WHAT TO WORK ON: Copy verbatim the block of lines in the entries below whose first line contains "let names = match" and whose last line contains "pub fn resolve_config(args: &Args)". Leave out all other lines.

SOURCE MATERIAL:
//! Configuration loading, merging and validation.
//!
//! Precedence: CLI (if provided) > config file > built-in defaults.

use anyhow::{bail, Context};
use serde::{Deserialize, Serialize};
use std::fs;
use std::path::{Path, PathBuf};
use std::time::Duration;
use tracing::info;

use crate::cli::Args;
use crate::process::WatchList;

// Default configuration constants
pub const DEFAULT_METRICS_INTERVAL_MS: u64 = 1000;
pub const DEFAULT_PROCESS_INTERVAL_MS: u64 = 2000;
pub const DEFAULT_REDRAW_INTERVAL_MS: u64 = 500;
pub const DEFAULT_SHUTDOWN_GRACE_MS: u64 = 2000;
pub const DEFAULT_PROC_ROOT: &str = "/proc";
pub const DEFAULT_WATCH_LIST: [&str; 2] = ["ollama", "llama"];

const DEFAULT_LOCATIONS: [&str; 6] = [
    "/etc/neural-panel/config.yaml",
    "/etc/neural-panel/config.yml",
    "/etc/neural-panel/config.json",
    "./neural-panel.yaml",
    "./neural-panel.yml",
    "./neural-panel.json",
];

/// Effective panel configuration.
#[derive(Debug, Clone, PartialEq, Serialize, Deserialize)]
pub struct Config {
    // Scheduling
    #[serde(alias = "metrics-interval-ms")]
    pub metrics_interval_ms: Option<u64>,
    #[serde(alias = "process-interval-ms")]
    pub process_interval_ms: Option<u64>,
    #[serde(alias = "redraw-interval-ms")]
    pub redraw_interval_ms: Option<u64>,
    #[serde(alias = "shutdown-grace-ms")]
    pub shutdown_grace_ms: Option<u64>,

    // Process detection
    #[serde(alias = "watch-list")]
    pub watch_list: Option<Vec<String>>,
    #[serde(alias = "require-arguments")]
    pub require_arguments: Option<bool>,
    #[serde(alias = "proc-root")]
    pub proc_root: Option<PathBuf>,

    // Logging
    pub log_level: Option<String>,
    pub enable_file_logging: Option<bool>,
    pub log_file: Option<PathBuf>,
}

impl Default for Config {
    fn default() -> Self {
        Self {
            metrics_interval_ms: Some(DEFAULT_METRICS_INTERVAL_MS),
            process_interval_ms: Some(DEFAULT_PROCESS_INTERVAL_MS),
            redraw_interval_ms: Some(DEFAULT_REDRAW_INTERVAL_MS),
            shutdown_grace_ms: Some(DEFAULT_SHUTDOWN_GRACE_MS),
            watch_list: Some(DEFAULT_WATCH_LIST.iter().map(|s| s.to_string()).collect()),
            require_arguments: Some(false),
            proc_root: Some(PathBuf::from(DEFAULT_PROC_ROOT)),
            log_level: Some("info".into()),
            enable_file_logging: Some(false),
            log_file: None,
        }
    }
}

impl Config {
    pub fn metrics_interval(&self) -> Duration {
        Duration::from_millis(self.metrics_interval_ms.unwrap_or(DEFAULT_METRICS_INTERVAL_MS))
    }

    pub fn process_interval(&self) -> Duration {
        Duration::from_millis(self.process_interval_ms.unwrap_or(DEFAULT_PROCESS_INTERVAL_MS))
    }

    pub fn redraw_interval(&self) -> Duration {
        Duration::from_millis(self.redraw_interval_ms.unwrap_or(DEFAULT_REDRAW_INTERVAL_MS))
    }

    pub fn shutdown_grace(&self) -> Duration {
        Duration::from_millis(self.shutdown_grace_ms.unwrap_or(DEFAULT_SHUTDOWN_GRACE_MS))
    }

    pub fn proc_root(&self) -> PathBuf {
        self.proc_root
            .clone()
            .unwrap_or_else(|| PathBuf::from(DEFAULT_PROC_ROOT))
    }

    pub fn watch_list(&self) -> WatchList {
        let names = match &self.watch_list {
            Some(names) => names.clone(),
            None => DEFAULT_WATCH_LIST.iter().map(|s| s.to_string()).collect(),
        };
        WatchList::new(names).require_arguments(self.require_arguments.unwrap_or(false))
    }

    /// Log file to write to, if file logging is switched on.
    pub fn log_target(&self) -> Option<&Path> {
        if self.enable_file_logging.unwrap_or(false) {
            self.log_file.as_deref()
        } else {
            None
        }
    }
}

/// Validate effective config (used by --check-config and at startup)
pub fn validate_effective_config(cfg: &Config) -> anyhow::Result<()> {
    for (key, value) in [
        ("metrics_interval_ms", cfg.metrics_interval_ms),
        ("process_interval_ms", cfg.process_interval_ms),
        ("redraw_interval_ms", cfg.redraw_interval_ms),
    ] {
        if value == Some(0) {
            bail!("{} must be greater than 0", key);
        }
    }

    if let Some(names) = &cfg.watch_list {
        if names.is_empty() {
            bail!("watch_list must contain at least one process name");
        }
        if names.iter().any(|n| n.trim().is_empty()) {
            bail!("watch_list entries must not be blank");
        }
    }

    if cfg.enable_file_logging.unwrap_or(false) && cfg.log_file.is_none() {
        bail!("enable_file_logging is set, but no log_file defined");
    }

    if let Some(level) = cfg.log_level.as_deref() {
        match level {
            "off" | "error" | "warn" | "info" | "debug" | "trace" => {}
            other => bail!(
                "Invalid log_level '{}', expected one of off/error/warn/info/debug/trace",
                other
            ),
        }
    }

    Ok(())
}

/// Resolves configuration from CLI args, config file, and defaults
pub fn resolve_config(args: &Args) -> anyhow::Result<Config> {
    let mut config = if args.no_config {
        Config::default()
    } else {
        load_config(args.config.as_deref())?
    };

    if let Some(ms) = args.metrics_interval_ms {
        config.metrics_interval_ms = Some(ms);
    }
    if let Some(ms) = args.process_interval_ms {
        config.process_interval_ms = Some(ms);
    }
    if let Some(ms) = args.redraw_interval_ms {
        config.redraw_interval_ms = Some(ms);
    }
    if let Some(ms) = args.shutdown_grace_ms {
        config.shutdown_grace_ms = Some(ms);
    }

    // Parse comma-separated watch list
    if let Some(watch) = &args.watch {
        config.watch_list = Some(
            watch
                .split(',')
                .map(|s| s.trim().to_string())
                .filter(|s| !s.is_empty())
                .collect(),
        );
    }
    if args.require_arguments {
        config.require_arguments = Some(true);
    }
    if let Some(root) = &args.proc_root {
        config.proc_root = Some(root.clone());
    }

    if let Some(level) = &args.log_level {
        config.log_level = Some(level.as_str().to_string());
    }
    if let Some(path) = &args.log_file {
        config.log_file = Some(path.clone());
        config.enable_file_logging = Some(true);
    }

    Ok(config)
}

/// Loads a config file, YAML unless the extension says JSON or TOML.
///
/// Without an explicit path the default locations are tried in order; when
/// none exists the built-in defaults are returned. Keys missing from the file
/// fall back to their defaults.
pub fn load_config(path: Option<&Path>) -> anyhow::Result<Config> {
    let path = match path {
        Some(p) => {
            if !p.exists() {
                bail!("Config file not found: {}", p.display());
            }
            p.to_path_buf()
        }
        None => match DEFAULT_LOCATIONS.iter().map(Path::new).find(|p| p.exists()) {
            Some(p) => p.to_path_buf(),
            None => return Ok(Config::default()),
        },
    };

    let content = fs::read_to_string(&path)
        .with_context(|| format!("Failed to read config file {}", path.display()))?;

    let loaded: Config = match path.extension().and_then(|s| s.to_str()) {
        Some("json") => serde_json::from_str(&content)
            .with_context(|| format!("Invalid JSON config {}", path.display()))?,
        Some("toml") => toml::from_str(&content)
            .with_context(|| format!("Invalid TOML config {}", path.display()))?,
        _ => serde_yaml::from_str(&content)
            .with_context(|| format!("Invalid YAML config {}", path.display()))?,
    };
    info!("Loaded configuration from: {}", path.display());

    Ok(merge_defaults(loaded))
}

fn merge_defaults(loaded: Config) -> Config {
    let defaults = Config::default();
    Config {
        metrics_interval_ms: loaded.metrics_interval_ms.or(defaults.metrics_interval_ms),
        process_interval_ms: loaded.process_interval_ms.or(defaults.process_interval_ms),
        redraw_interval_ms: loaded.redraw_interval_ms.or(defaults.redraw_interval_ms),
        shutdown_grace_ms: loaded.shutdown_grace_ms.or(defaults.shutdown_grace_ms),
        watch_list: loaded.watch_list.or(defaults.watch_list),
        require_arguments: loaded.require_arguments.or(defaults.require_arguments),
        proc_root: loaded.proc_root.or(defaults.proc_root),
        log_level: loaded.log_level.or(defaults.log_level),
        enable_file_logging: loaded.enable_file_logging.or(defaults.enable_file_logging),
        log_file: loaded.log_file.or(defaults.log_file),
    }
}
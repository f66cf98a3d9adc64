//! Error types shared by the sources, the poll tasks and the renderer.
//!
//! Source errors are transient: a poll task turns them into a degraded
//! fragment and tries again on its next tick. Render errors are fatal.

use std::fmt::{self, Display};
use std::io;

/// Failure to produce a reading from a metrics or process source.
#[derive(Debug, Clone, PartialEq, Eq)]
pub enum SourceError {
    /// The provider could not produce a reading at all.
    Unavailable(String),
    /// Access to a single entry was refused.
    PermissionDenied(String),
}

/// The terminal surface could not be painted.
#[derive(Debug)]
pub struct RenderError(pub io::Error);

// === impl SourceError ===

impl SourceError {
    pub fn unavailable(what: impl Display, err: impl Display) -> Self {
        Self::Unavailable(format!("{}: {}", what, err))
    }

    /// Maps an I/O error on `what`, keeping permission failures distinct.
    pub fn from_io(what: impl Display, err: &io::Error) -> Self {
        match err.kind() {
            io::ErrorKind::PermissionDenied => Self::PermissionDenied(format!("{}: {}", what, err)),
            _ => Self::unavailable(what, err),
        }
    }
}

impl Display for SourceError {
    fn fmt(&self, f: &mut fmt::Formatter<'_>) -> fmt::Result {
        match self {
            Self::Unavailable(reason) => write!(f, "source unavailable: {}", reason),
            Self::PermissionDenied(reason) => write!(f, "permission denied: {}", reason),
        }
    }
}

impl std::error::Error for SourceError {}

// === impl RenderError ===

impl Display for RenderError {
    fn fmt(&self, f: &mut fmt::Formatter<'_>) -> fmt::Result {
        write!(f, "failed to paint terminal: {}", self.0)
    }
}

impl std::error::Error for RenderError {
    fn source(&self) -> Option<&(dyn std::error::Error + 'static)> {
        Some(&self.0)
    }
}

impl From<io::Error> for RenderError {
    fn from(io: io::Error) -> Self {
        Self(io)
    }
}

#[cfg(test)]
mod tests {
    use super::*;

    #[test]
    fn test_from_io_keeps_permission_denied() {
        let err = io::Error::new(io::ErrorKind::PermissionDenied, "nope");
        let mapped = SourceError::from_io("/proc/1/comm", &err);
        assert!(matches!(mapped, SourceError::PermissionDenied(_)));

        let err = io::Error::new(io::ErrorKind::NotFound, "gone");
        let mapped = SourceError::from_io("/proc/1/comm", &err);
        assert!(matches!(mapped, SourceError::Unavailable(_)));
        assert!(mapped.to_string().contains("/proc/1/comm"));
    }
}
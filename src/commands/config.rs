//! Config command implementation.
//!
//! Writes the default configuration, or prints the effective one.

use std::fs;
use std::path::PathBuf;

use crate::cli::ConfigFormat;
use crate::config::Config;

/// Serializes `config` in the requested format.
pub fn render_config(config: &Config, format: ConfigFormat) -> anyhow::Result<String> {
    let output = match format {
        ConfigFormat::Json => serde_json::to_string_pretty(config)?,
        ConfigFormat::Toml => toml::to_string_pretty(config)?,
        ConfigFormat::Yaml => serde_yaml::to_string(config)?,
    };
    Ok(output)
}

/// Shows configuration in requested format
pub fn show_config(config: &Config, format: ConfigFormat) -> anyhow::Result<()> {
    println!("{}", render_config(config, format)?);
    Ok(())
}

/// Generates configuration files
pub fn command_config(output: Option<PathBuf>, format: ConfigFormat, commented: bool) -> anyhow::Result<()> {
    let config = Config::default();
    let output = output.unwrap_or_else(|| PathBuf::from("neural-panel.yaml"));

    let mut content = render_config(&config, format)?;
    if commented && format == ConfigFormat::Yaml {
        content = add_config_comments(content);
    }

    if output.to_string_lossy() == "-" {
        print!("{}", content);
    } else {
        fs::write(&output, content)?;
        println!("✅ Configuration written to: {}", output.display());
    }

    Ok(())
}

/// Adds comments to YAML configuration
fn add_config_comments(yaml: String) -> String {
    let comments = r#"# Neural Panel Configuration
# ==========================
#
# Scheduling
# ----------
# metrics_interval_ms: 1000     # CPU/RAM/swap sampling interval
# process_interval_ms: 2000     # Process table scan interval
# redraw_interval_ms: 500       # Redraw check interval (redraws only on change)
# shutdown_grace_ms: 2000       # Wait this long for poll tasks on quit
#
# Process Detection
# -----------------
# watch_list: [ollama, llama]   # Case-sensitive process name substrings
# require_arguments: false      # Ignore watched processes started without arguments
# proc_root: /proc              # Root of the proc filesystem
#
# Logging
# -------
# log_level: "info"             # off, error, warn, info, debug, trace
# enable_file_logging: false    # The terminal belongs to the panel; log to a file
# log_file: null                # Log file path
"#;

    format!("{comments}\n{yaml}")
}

WORKED SOLUTION:
        let names = match &self.watch_list {
            Some(names) => names.clone(),
            None => DEFAULT_WATCH_LIST.iter().map(|s| s.to_string()).collect(),
        };
        WatchList::new(names).require_arguments(self.require_arguments.unwrap_or(false))
    }

    /// Log file to write to, if file logging is switched on.
    pub fn log_target(&self) -> Option<&Path> {
        if self.enable_file_logging.unwrap_or(false) {
            self.log_file.as_deref()
        } else {
            None
        }
    }
}

/// Validate effective config (used by --check-config and at startup)
pub fn validate_effective_config(cfg: &Config) -> anyhow::Result<()> {
    for (key, value) in [
        ("metrics_interval_ms", cfg.metrics_interval_ms),
        ("process_interval_ms", cfg.process_interval_ms),
        ("redraw_interval_ms", cfg.redraw_interval_ms),
    ] {
        if value == Some(0) {
            bail!("{} must be greater than 0", key);
        }
    }

    if let Some(names) = &cfg.watch_list {
        if names.is_empty() {
            bail!("watch_list must contain at least one process name");
        }
        if names.iter().any(|n| n.trim().is_empty()) {
            bail!("watch_list entries must not be blank");
        }
    }

    if cfg.enable_file_logging.unwrap_or(false) && cfg.log_file.is_none() {
        bail!("enable_file_logging is set, but no log_file defined");
    }

    if let Some(level) = cfg.log_level.as_deref() {
        match level {
            "off" | "error" | "warn" | "info" | "debug" | "trace" => {}
            other => bail!(
                "Invalid log_level '{}', expected one of off/error/warn/info/debug/trace",
                other
            ),
        }
    }

    Ok(())
}

/// Resolves configuration from CLI args, config file, and defaults
pub fn resolve_config(args: &Args) -> anyhow::Result<Config> {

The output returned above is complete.